Start of SOURCE DATA
#[cfg(test)]
mod tests {
    use super::*;
    use crate::api::MockAssessmentApi;
    use crate::ledger::InMemoryLedger;
    use crate::models::domain::UNANSWERED;
    use crate::test_utils::fixtures::{assigned_assessment, five_question_assessment};
    use chrono::Duration;

    fn session_with(api: MockAssessmentApi) -> AssessmentSession {
        AssessmentSession::new(Arc::new(api), Arc::new(InMemoryLedger::new()))
    }

    fn quiet_api() -> MockAssessmentApi {
        let mut api = MockAssessmentApi::new();
        api.expect_log_activity().returning(|_, _| Ok(()));
        api
    }

    #[tokio::test]
    async fn new_session_starts_configuring() {
        let session = session_with(MockAssessmentApi::new());
        assert_eq!(session.phase(), Phase::Configuring);
        assert!(session.assessment().is_none());
    }

    #[tokio::test]
    async fn generate_rejects_missing_domain_without_calling_api() {
        // No expect_generate: a call would panic the mock.
        let mut session = session_with(MockAssessmentApi::new());

        let request = GenerateAssessmentRequest {
            domain: String::new(),
            difficulty: "easy".to_string(),
            number_of_questions: 5,
        };
        let err = session.generate(request).await.unwrap_err();

        assert_eq!(err.error_code(), "GENERATION_ERROR");
        assert_eq!(session.phase(), Phase::Configuring);
    }

    #[tokio::test]
    async fn generate_failure_keeps_session_configuring() {
        let mut api = MockAssessmentApi::new();
        api.expect_generate()
            .returning(|_| Err(SessionError::Generation("model unavailable".to_string())));
        let mut session = session_with(api);

        let request = GenerateAssessmentRequest {
            domain: "networking".to_string(),
            difficulty: "easy".to_string(),
            number_of_questions: 5,
        };
        assert!(session.generate(request).await.is_err());
        assert_eq!(session.phase(), Phase::Configuring);
    }

    #[tokio::test]
    async fn generate_success_moves_to_ready() {
        let mut api = MockAssessmentApi::new();
        api.expect_generate()
            .returning(|_| Ok(five_question_assessment()));
        let mut session = session_with(api);

        let request = GenerateAssessmentRequest {
            domain: "networking".to_string(),
            difficulty: "easy".to_string(),
            number_of_questions: 5,
        };
        session.generate(request).await.unwrap();

        assert_eq!(session.phase(), Phase::Ready);
        assert_eq!(session.assessment().unwrap().total_marks(), 5);
    }

    #[tokio::test]
    async fn start_initializes_attempt_state() {
        let mut session = session_with(MockAssessmentApi::new());
        session.load_assigned(five_question_assessment()).unwrap();
        session.start().await.unwrap();

        assert_eq!(session.phase(), Phase::Active);
        assert_eq!(session.attempt().answers, vec![UNANSWERED; 5]);
        assert_eq!(session.remaining_seconds(), 300);
        assert!(session.attempt().started_at.is_some());
    }

    #[tokio::test]
    async fn start_refuses_before_window_opens() {
        let now = Utc::now();
        let assessment = assigned_assessment(
            Some(now + Duration::hours(1)),
            Some(now + Duration::hours(2)),
        );

        let mut session = session_with(MockAssessmentApi::new());
        session.load_assigned(assessment).unwrap();
        let err = session.start_at(now).await.unwrap_err();

        assert_eq!(err, SessionError::NotYetOpen);
        assert_eq!(session.phase(), Phase::Ready);
    }

    #[tokio::test]
    async fn start_refuses_after_window_closes() {
        let now = Utc::now();
        let assessment = assigned_assessment(
            Some(now - Duration::hours(2)),
            Some(now - Duration::hours(1)),
        );

        let mut session = session_with(MockAssessmentApi::new());
        session.load_assigned(assessment).unwrap();
        let err = session.start_at(now).await.unwrap_err();

        assert_eq!(err, SessionError::WindowClosed);
        assert_eq!(session.phase(), Phase::Ready);
    }

    #[tokio::test]
    async fn start_refuses_when_ledger_has_the_id() {
        let ledger = Arc::new(InMemoryLedger::new());
        ledger.mark("assess-5q").await.unwrap();

        let mut session = AssessmentSession::new(Arc::new(MockAssessmentApi::new()), ledger);
        session.load_assigned(five_question_assessment()).unwrap();
        let err = session.start().await.unwrap_err();

        assert_eq!(err, SessionError::AlreadySubmitted);
        assert_eq!(session.phase(), Phase::Ready);
    }

    #[tokio::test]
    async fn navigation_clamps_at_boundaries() {
        let mut session = session_with(MockAssessmentApi::new());
        session.load_assigned(five_question_assessment()).unwrap();
        session.start().await.unwrap();

        session.previous_question().unwrap();
        assert_eq!(session.attempt().current_question_index, 0);

        for _ in 0..10 {
            session.next_question().unwrap();
        }
        assert_eq!(session.attempt().current_question_index, 4);
    }

    #[tokio::test]
    async fn select_answer_overwrites_last_write_wins() {
        let mut session = session_with(MockAssessmentApi::new());
        session.load_assigned(five_question_assessment()).unwrap();
        session.start().await.unwrap();

        session.select_answer(1).unwrap();
        session.select_answer(3).unwrap();

        assert_eq!(session.attempt().answers[0], 3);
    }

    #[tokio::test]
    async fn select_answer_rejects_out_of_range_option() {
        let mut session = session_with(MockAssessmentApi::new());
        session.load_assigned(five_question_assessment()).unwrap();
        session.start().await.unwrap();

        let err = session.select_answer(4).unwrap_err();
        assert_eq!(err.error_code(), "INVALID_TRANSITION");
        assert_eq!(session.attempt().answers[0], UNANSWERED);
    }

    #[tokio::test]
    async fn manual_submit_with_unanswered_asks_for_confirmation() {
        let mut session = session_with(quiet_api());
        session.load_assigned(five_question_assessment()).unwrap();
        session.start().await.unwrap();
        session.select_answer(0).unwrap();

        let outcome = session.submit().await.unwrap();

        assert_eq!(outcome, SubmitOutcome::ConfirmationRequired(4));
        assert_eq!(session.phase(), Phase::Active);
    }

    #[tokio::test]
    async fn confirmed_submit_completes_with_local_grading() {
        let mut session = session_with(quiet_api());
        session.load_assigned(five_question_assessment()).unwrap();
        session.start().await.unwrap();
        // Correct answers for this fixture are i % 4.
        for expected in [0, 1, 2, 3] {
            session.select_answer(expected).unwrap();
            session.next_question().unwrap();
        }

        let outcome = session.submit_confirmed().await.unwrap();

        assert_eq!(outcome, SubmitOutcome::Completed);
        assert_eq!(session.phase(), Phase::Completed);
        let result = session.result().unwrap();
        assert_eq!(result.score, 4);
        assert_eq!(result.percentage_display(), "80.0");
        assert!(!result.feedback[4].is_correct);
        assert_eq!(result.feedback[4].selected_option_text, "Not answered");
    }

    #[tokio::test]
    async fn second_dispatch_is_a_no_op() {
        let mut api = quiet_api();
        // Mock enforces the at-most-one-submission property: a second
        // network call would exceed the expectation and panic.
        api.expect_submit().times(1).returning(|_, _| {
            Ok(AttemptResult {
                score: 0,
                total_marks: 5,
                percentage: 0.0,
                feedback: vec![],
            })
        });
        let now = Utc::now();
        let assessment = assigned_assessment(Some(now - Duration::hours(1)), None);

        let mut session = session_with(api);
        session.load_assigned(assessment).unwrap();
        session.start_at(now).await.unwrap();

        let first = session.dispatch_submission().await.unwrap();
        assert_eq!(first, SubmitOutcome::Completed);

        let second = session.dispatch_submission().await.unwrap();
        assert_eq!(second, SubmitOutcome::AlreadyInFlight);
    }

    #[tokio::test]
    async fn timeout_auto_submits_without_confirmation() {
        let mut session = session_with(quiet_api());
        let mut assessment = five_question_assessment();
        assessment.duration_seconds = 2;
        session.load_assigned(assessment).unwrap();
        session.start().await.unwrap();
        session.select_answer(0).unwrap();

        assert_eq!(session.tick().await.unwrap(), None);
        let outcome = session.tick().await.unwrap();

        // Two questions-plus unanswered, no prompt on the timeout path.
        assert_eq!(outcome, Some(SubmitOutcome::Completed));
        assert_eq!(session.phase(), Phase::Completed);
    }

    #[tokio::test]
    async fn submit_400_rolls_back_to_active_with_server_message() {
        let mut api = quiet_api();
        api.expect_submit().times(1).returning(|_, _| {
            Err(SessionError::InvalidSubmission(
                "Invalid submission data".to_string(),
            ))
        });
        let now = Utc::now();

        let mut session = session_with(api);
        session
            .load_assigned(assigned_assessment(Some(now - Duration::hours(1)), None))
            .unwrap();
        session.start_at(now).await.unwrap();
        for i in 0..5 {
            session.select_answer(i % 4).unwrap();
            session.next_question().unwrap();
        }
        let before = session.remaining_seconds();

        let err = session.submit().await.unwrap_err();

        assert_eq!(err.to_string(), "Invalid submission: Invalid submission data");
        assert_eq!(session.phase(), Phase::Active);
        assert_eq!(session.remaining_seconds(), before);
        assert!(!session.submission_in_flight);
    }

    #[tokio::test]
    async fn submit_failure_after_expiry_is_permanent() {
        let mut api = quiet_api();
        api.expect_submit()
            .times(1)
            .returning(|_, _| Err(SessionError::SubmissionFailed("timeout".to_string())));
        let now = Utc::now();
        let mut assessment = assigned_assessment(None, None);
        assessment.duration_seconds = 1;

        let mut session = session_with(api);
        session.load_assigned(assessment).unwrap();
        session.start_at(now).await.unwrap();

        let err = session.tick().await.unwrap_err();

        assert!(err.is_retryable());
        assert_eq!(session.phase(), Phase::Submitting);
        // The timer cannot be un-expired; a further submit is refused.
        assert!(session.submit().await.is_err());
    }

    #[tokio::test]
    async fn completed_session_records_ledger_entry() {
        let ledger = Arc::new(InMemoryLedger::new());
        let mut session = AssessmentSession::new(Arc::new(quiet_api()), ledger.clone());
        session.load_assigned(five_question_assessment()).unwrap();
        session.start().await.unwrap();

        session.submit_confirmed().await.unwrap();

        assert!(ledger.has("assess-5q").await.unwrap());
    }

    #[tokio::test]
    async fn activity_log_failure_never_blocks_completion() {
        let mut api = MockAssessmentApi::new();
        api.expect_log_activity()
            .returning(|_, _| Err(SessionError::SubmissionFailed("telemetry down".to_string())));
        let mut session = session_with(api);
        session.load_assigned(five_question_assessment()).unwrap();
        session.start().await.unwrap();

        let outcome = session.submit_confirmed().await.unwrap();

        assert_eq!(outcome, SubmitOutcome::Completed);
        assert_eq!(session.phase(), Phase::Completed);
    }

    #[tokio::test]
    async fn ticks_outside_active_are_ignored() {
        let mut session = session_with(MockAssessmentApi::new());
        session.load_assigned(five_question_assessment()).unwrap();

        assert_eq!(session.tick().await.unwrap(), None);
        assert_eq!(session.phase(), Phase::Ready);
    }
}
End of SOURCE DATA
Return exactly, and only, the lines above starting at the line that contains "assert_eq!(session.attempt().answers[0], 3);" and ending at the line that contains "async fn manual_submit_with_unanswered_asks_for_confirmation()".

RESULT FOR THIS EXERCISE:
        assert_eq!(session.attempt().answers[0], 3);
    }

    #[tokio::test]
    async fn select_answer_rejects_out_of_range_option() {
        let mut session = session_with(MockAssessmentApi::new());
        session.load_assigned(five_question_assessment()).unwrap();
        session.start().await.unwrap();

        let err = session.select_answer(4).unwrap_err();
        assert_eq!(err.error_code(), "INVALID_TRANSITION");
        assert_eq!(session.attempt().answers[0], UNANSWERED);
    }

    #[tokio::test]
    async fn manual_submit_with_unanswered_asks_for_confirmation() {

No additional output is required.